Tuesday, July 3, 2007

San Juan Del Sick - July 2

Sydney is pretty sick. Today she has been bedridden because she is too weak to really move. She has all of the symptoms of food poisoning of some kind. With the stress of the weekend in San Juan del Sur, she is pretty run down. She has been drinking Gatorade to replenish some lost water and electrolytes and she has eaten a single package of soda crackers. As far as I know, time is now the only other remedy.

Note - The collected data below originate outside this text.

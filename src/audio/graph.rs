//! Capture audio graph: looped source, gain, splitter fanning out to the capture stream and a
//! live monitor.
//!
//! Everything runs at [`MIX_SAMPLE_RATE`] in interleaved stereo. The graph is pulled, not pushed:
//! the capture session asks for exactly the samples that cover each video frame.

use std::sync::Arc;
use std::sync::atomic::{AtomicU32, AtomicU64, Ordering};
use std::sync::mpsc::{Receiver, Sender, TryRecvError, channel};

use crate::assets::media::{AudioPcm, MIX_SAMPLE_RATE};
use crate::audio::mix::apply_gain;
use crate::foundation::error::{VitrineError, VitrineResult};

const CHANNELS: usize = 2;

/// A node that consumes rendered blocks of interleaved stereo samples.
pub trait AudioSink: Send {
    /// Receive one block. Blocks arrive in playback order.
    fn write(&mut self, block: &[f32]);
}

/// Source node that plays its samples in a loop, starting from the first sample.
pub struct LoopedSource {
    samples: Arc<AudioPcm>,
    cursor: usize,
}

impl LoopedSource {
    /// Wrap stereo PCM at [`MIX_SAMPLE_RATE`].
    pub fn new(samples: Arc<AudioPcm>) -> VitrineResult<Self> {
        if samples.channels as usize != CHANNELS || samples.sample_rate != MIX_SAMPLE_RATE {
            return Err(VitrineError::audio_unavailable(format!(
                "looped source expects stereo at {MIX_SAMPLE_RATE} Hz, got {} ch at {} Hz",
                samples.channels, samples.sample_rate
            )));
        }
        if samples.frames() == 0 {
            return Err(VitrineError::audio_unavailable("audio source has no samples"));
        }
        Ok(Self { samples, cursor: 0 })
    }

    /// Append the next `frames` sample frames to `out`, wrapping at the end.
    fn pull(&mut self, frames: usize, out: &mut Vec<f32>) {
        let total = self.samples.frames();
        let src = &self.samples.interleaved_f32;
        let mut left = frames;
        while left > 0 {
            let n = left.min(total - self.cursor);
            out.extend_from_slice(&src[self.cursor * CHANNELS..(self.cursor + n) * CHANNELS]);
            self.cursor = (self.cursor + n) % total;
            left -= n;
        }
    }
}

/// Fan-out node. Owns its outputs; every output receives every block.
#[derive(Default)]
pub struct Splitter {
    outputs: Vec<Box<dyn AudioSink>>,
}

impl Splitter {
    /// Empty splitter.
    pub fn new() -> Self {
        Self::default()
    }

    /// Attach an output.
    pub fn connect(&mut self, sink: Box<dyn AudioSink>) {
        self.outputs.push(sink);
    }

    /// Number of attached outputs.
    pub fn len(&self) -> usize {
        self.outputs.len()
    }

    /// Whether nothing is attached.
    pub fn is_empty(&self) -> bool {
        self.outputs.is_empty()
    }

    fn write(&mut self, block: &[f32]) {
        for out in &mut self.outputs {
            out.write(block);
        }
    }
}

/// Graph endpoint that forwards blocks to a [`CaptureStream`].
pub struct StreamDestination {
    tx: Sender<Vec<f32>>,
}

impl AudioSink for StreamDestination {
    fn write(&mut self, block: &[f32]) {
        // A dropped receiver means capture is over; late blocks are discarded.
        let _ = self.tx.send(block.to_vec());
    }
}

/// Receiving end of a [`StreamDestination`].
pub struct CaptureStream {
    rx: Receiver<Vec<f32>>,
}

impl CaptureStream {
    /// Take all blocks delivered so far, concatenated.
    pub fn drain(&self) -> Vec<f32> {
        let mut out = Vec::new();
        loop {
            match self.rx.try_recv() {
                Ok(block) => out.extend_from_slice(&block),
                Err(TryRecvError::Empty | TryRecvError::Disconnected) => return out,
            }
        }
    }
}

/// Shared counters updated by a [`Monitor`].
#[derive(Debug, Default)]
pub struct MonitorLevels {
    frames: AtomicU64,
    peak_bits: AtomicU32,
}

impl MonitorLevels {
    /// Sample frames seen so far.
    pub fn frames(&self) -> u64 {
        self.frames.load(Ordering::Relaxed)
    }

    /// Largest absolute sample seen so far.
    pub fn peak(&self) -> f32 {
        f32::from_bits(self.peak_bits.load(Ordering::Relaxed))
    }
}

/// Live monitor output. Headless hosts have no playback device, so it meters the signal.
pub struct Monitor {
    levels: Arc<MonitorLevels>,
}

impl Monitor {
    /// Monitor reporting into a fresh set of levels.
    pub fn metered() -> (Self, Arc<MonitorLevels>) {
        let levels = Arc::new(MonitorLevels::default());
        (
            Self {
                levels: Arc::clone(&levels),
            },
            levels,
        )
    }
}

impl AudioSink for Monitor {
    fn write(&mut self, block: &[f32]) {
        let peak = block.iter().fold(self.levels.peak(), |m, s| m.max(s.abs()));
        self.levels.peak_bits.store(peak.to_bits(), Ordering::Relaxed);
        self.levels
            .frames
            .fetch_add((block.len() / CHANNELS) as u64, Ordering::Relaxed);
    }
}

/// `source -> gain -> splitter -> {capture stream, monitor}`.
pub struct AudioGraph {
    source: LoopedSource,
    gain: f32,
    splitter: Splitter,
    scratch: Vec<f32>,
    rendered_frames: u64,
}

impl AudioGraph {
    /// Build the capture graph over `samples`.
    ///
    /// Returns the graph, the capture stream fed by its destination, and the monitor levels.
    pub fn new(
        samples: Arc<AudioPcm>,
        gain: f32,
    ) -> VitrineResult<(Self, CaptureStream, Arc<MonitorLevels>)> {
        let source = LoopedSource::new(samples)?;
        let (tx, rx) = channel();
        let (monitor, levels) = Monitor::metered();

        let mut splitter = Splitter::new();
        splitter.connect(Box::new(StreamDestination { tx }));
        splitter.connect(Box::new(monitor));

        Ok((
            Self {
                source,
                gain,
                splitter,
                scratch: Vec::new(),
                rendered_frames: 0,
            },
            CaptureStream { rx },
            levels,
        ))
    }

    /// Render `frames` sample frames through every node.
    pub fn render(&mut self, frames: usize) {
        if frames == 0 {
            return;
        }
        self.scratch.clear();
        self.source.pull(frames, &mut self.scratch);
        apply_gain(&mut self.scratch, self.gain);
        self.splitter.write(&self.scratch);
        self.rendered_frames += frames as u64;
    }

    /// Sample frames rendered since construction.
    pub fn rendered_frames(&self) -> u64 {
        self.rendered_frames
    }

    /// Disconnect all outputs. The capture stream still yields blocks already delivered.
    pub fn release(self) {
        tracing::debug!(frames = self.rendered_frames, "audio graph released");
    }
}

#[cfg(test)]
#[path = "../../tests/unit/audio/graph.rs"]
mod tests;
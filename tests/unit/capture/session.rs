use super::*;
use crate::assets::media::AudioPcm;
use crate::capture::clock::ManualClock;
use crate::config::policy::{ColorAdjust, EngineConfig, TimingPolicy};
use crate::creative::metadata::CreativeMetadata;
use crate::encode::sink::{EncodedOutput, FrameLog};
use crate::foundation::core::Canvas;
use crate::foundation::math::fnv1a64;
use crate::render::backend::FrameRGBA;
use crate::timeline::model::{AssetSource, Timeline};

fn short_timing() -> TimingPolicy {
    TimingPolicy {
        photo_ms: 200,
        cover_ms: 200,
        closing_ms: 200,
        transition_ms: 50,
    }
}

fn compositor(timing: TimingPolicy) -> AnimatedCompositor {
    let t = Timeline::reels(
        Some(AssetSource::Unbound),
        vec![AssetSource::Unbound],
        Some(AssetSource::Unbound),
        timing,
    )
    .unwrap();
    let cfg = EngineConfig {
        color: ColorAdjust::IDENTITY,
        ..EngineConfig::default()
    };
    AnimatedCompositor::new(t, CreativeMetadata::default(), &cfg, None)
        .unwrap()
        .with_canvas(Canvas::new(16, 28).unwrap())
}

fn capture_cfg() -> CaptureConfig {
    CaptureConfig {
        fps: Fps::new(20, 1).unwrap(),
        ..CaptureConfig::default()
    }
}

fn tone() -> AudioRef {
    AudioRef::Pcm(Arc::new(AudioPcm {
        sample_rate: MIX_SAMPLE_RATE,
        channels: 2,
        interleaved_f32: vec![0.25; 2 * 1000],
    }))
}

#[test]
fn full_loop_frame_count_is_total_minus_guard() {
    let t = Timeline::reels(
        Some(AssetSource::Unbound),
        vec![AssetSource::Unbound, AssetSource::Unbound],
        Some(AssetSource::Unbound),
        TimingPolicy::default(),
    )
    .unwrap();
    assert_eq!(t.total_duration_ms(), 20_500);
    let mut c =
        AnimatedCompositor::new(t, CreativeMetadata::default(), &EngineConfig::default(), None)
            .unwrap();
    let s = CaptureSession::new(&mut c, &CaptureConfig::default());
    // round(20.45 s * 30)
    assert_eq!(s.frame_count(), 614);
}

#[test]
fn capture_requires_playing_compositor() {
    let mut c = compositor(short_timing());
    let mut log = FrameLog::new();
    let r = CaptureSession::new(&mut c, &capture_cfg()).capture(&AudioRef::None, &mut log);
    assert!(matches!(r, Err(VitrineError::Validation(_))));
}

#[test]
fn offline_capture_mixes_audio_frame_aligned() {
    let mut c = compositor(short_timing());
    c.load(Duration::ZERO).unwrap();
    let mut log = FrameLog::new();
    let clip = CaptureSession::new(&mut c, &capture_cfg())
        .capture(&tone(), &mut log)
        .unwrap();

    // (600 - 50) ms at 20 fps.
    assert_eq!(clip.frames, 11);
    assert_eq!(log.frames().len(), 11);
    assert!((clip.duration.as_secs_f64() - 0.55).abs() < 1e-6);
    assert_eq!(clip.audio, AudioTrackStatus::Mixed);
    assert!(!clip.truncated);
    assert_eq!(log.audio_samples(), 11 * 2_400 * 2);
    assert_eq!(clip.mime, "application/json");
    assert_eq!(log.config().unwrap().audio.unwrap().sample_rate, MIX_SAMPLE_RATE);
}

#[test]
fn unavailable_audio_falls_back_to_silence() {
    let mut c = compositor(short_timing());
    c.load(Duration::ZERO).unwrap();
    let mut log = FrameLog::new();
    let missing = AudioRef::Path("/nonexistent/vitrine/track.mp3".into());
    let clip = CaptureSession::new(&mut c, &capture_cfg())
        .capture(&missing, &mut log)
        .unwrap();
    assert!(matches!(clip.audio, AudioTrackStatus::Silent { .. }));
    assert_eq!(clip.frames, 11);
    assert_eq!(log.audio_samples(), 0);
    assert!(log.config().unwrap().audio.is_none());
}

#[test]
fn capture_starts_at_the_first_segment() {
    let mut c = compositor(short_timing());
    c.load(Duration::ZERO).unwrap();
    let clock = Arc::new(ManualClock::starting_at(Duration::from_millis(1_234)));
    let mut log = FrameLog::new();
    CaptureSession::new(&mut c, &capture_cfg())
        .with_clock(clock)
        .capture(&AudioRef::None, &mut log)
        .unwrap();

    let s = c.sample_at(Duration::from_millis(1_234)).unwrap();
    assert_eq!(s.index, 0);
    let first = c.render_at(Duration::from_millis(1_234)).unwrap();
    assert_eq!(log.frames()[0].fingerprint, fnv1a64(&first.data));
}

#[test]
fn offline_capture_is_deterministic() {
    let mut c = compositor(short_timing());
    c.load(Duration::ZERO).unwrap();
    let mut a = FrameLog::new();
    let mut b = FrameLog::new();
    CaptureSession::new(&mut c, &capture_cfg())
        .capture(&AudioRef::None, &mut a)
        .unwrap();
    CaptureSession::new(&mut c, &capture_cfg())
        .capture(&AudioRef::None, &mut b)
        .unwrap();
    assert_eq!(a.frames(), b.frames());
}

struct CancelAfter {
    inner: FrameLog,
    after: usize,
    token: CancelToken,
}

impl FrameSink for CancelAfter {
    fn begin(&mut self, cfg: SinkConfig) -> VitrineResult<()> {
        self.inner.begin(cfg)
    }

    fn push_frame(&mut self, idx: FrameIndex, frame: &FrameRGBA) -> VitrineResult<()> {
        self.inner.push_frame(idx, frame)?;
        if self.inner.frames().len() >= self.after {
            self.token.cancel();
        }
        Ok(())
    }

    fn end(&mut self) -> VitrineResult<EncodedOutput> {
        self.inner.end()
    }
}

#[test]
fn early_teardown_returns_truncated_clip() {
    let mut c = compositor(short_timing());
    c.load(Duration::ZERO).unwrap();
    let token = CancelToken::new();
    let mut sink = CancelAfter {
        inner: FrameLog::new(),
        after: 3,
        token: token.clone(),
    };
    let clip = CaptureSession::new(&mut c, &capture_cfg())
        .with_cancel(token)
        .capture(&AudioRef::None, &mut sink)
        .unwrap();
    assert!(clip.truncated);
    assert_eq!(clip.frames, 3);
    assert!(sink.inner.ended());
}

#[test]
fn real_time_pacing_produces_the_same_frame_count() {
    let mut c = compositor(short_timing());
    c.load(Duration::ZERO).unwrap();
    let mut log = FrameLog::new();
    let clip = CaptureSession::new(&mut c, &capture_cfg())
        .with_pacing(Pacing::RealTime)
        .capture(&AudioRef::None, &mut log)
        .unwrap();
    assert_eq!(clip.frames, 11);
    assert!(!clip.truncated);
}

struct FailAt {
    inner: FrameLog,
    fail_at: u64,
    aborted: bool,
}

impl FrameSink for FailAt {
    fn begin(&mut self, cfg: SinkConfig) -> VitrineResult<()> {
        self.inner.begin(cfg)
    }

    fn push_frame(&mut self, idx: FrameIndex, frame: &FrameRGBA) -> VitrineResult<()> {
        if idx.0 == self.fail_at {
            return Err(VitrineError::evaluation("disk full"));
        }
        self.inner.push_frame(idx, frame)
    }

    fn end(&mut self) -> VitrineResult<EncodedOutput> {
        self.inner.end()
    }

    fn abort(&mut self) {
        self.aborted = true;
    }
}

#[test]
fn sink_failure_mid_capture_aborts_the_sink() {
    let mut c = compositor(short_timing());
    c.load(Duration::ZERO).unwrap();
    let mut sink = FailAt {
        inner: FrameLog::new(),
        fail_at: 4,
        aborted: false,
    };
    let err = CaptureSession::new(&mut c, &capture_cfg())
        .capture(&tone(), &mut sink)
        .err()
        .unwrap();
    assert!(err.to_string().contains("disk full"));
    assert!(sink.aborted);
    assert!(!sink.inner.ended());
    assert_eq!(sink.inner.frames().len(), 4);
    // The compositor is left playing and can be captured again.
    let mut log = FrameLog::new();
    let clip = CaptureSession::new(&mut c, &capture_cfg())
        .capture(&AudioRef::None, &mut log)
        .unwrap();
    assert_eq!(clip.frames, 11);
}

This weekend was suppose to be a fun, relaxing time and some of it was but for the most part we were in constant motion from one thing to the next. On Friday, we left without eating breakfast because we got up with just enough time to get to Hazell’s office. I have to keep remembering that everyone is going to show up late. We were so set on getting there at 8:00 but we could have stopped to get breakfast. It is really important to take care of yourself here because otherwise it will come back to you later.
So we left for Diria, which is a small town west of Granada, only a few kilometers. We received a ride for free, one of the only times I am sure we will get somewhere free, efficient and smoothly. We arrived so that we could help with the distribution of school supplies. It was actually a very nice time to just be able to hand out something simple but to the recipients, it was a little more money in their pockets.
One girl even came on her own because her mother was an alcoholic. The teachers said she came to school everyday on her own, she did her work diligently and never skipped a beat. For a first grader you could say that she was quite motivated.
After we handed out school supplies, we got a ride to the bus station where we were to pick up the next bus. We got on the bus and stood at first but soon were able to sit down. The buses are crowded, crowded, crowded. I am sure somewhere else in the world, you could find a more crowded bus but right then and there, fat and sweaty men and women with dirty children on their laps, all crowded on an old yellow school bus 4-wheel driving through potholes and dirt roads. It was a fun time.
In the turmoil of the aged transportation, I was reading about the super conscious levels that all human beings were potentially able to acquire. It sounds like a lot of mumbo jumbo but in fact at that point I was tasting what it was to be in a state of complete Emptiness. After my lesson in Spiritual Enlightenment, I could understand what it was like to be able to relate to everyone. Not based on anything but the fact that everyone has a witness, a void, an emptiness that is behind the lies of their subjective identity. Behind all communication, physical awareness and eyes is the Emptiness that each of us shares with everything else. Furthermore, there is nowhere that does not have this emptiness. As soon as I was able to see the emptiness in others I was only on the edge of relating with the mountain. It is so hard to be able to realize a mountain, an environment, the wholeness of reality. I felt like the more I tried the further away from my goal I was getting. At best, I felt a sense of relaxation and compassion for everything, every circumstance and every possibility, for the whole of the past, present and future, inside and out, together.
We arrived in Rivas, got on another bus to San Juan and it started all over again. We arrived in San Juan fatigued and sweaty. Always sweaty, always. The hostel was cheap, 6.50 a night with a private toilet and shower, a bed with a sheet and security. We went and ate at a small hole in the wall inside the market, a large hole in the wall. Even after everything we were told in the United States about proper food handling, there was no way you could always

El Dia del Gato Numbero 2 - June 27

She passed away today I am sure every moment a backwards development from life. The fits and convulsions were earfuls of intense pain and agony only to come to long enough to realize she had no idea what was going on but enough internal disease to know something might happen again. Shivering,sh,sh,sh,sh,sh,ivering, so much. We stopped feeding her because she quit eating. She would never wake up! Seizure, sleep, seizure, sleep. Pretty soon she was gone mentally I could tell after we stopped hearing her small cries for help after her first few seizures. Her face so scared, asking with every look to make it stop. We couldn’t do anything nor could we find anyone who might know the answer because they actually knew.
People tell you things even if they have no idea what the real answer is here. Ask someone where something is and they will say 4 blocks away. Ask another person and they will tell you go back to where you asked the first person.
Circles here in this city. People run circles, sweating not so much from intense labor but from walking circles in the heat trying to make things work. Things aren’t easy here.
Nothing is really baddabing baddaboom. It’s kind of like badda…….badda…..baddabi……baddabing……. baddabing badda……baddabing badda…… except that now either badda got stolen or it broke so now we are back to just baddabing……baddabing……..finally baddabing baddaboom because in one day everything managed to flow, everyone showed up on time and every part of the whole project just somehow worked.

I took her sunken, soaked body in a plastic bag and I threw her away. I wasn’t quite expecting to come to Nicaragua to witness the long, slow death of a kitten suffering from disease inflicted convulsions but I suppose at this point no matter what happens, it is what it is and it is all a part of the same thing. I will remember her, I will remember her fight, I will remember that her name was Salvadora and that one day we saved her. The next we were powerless.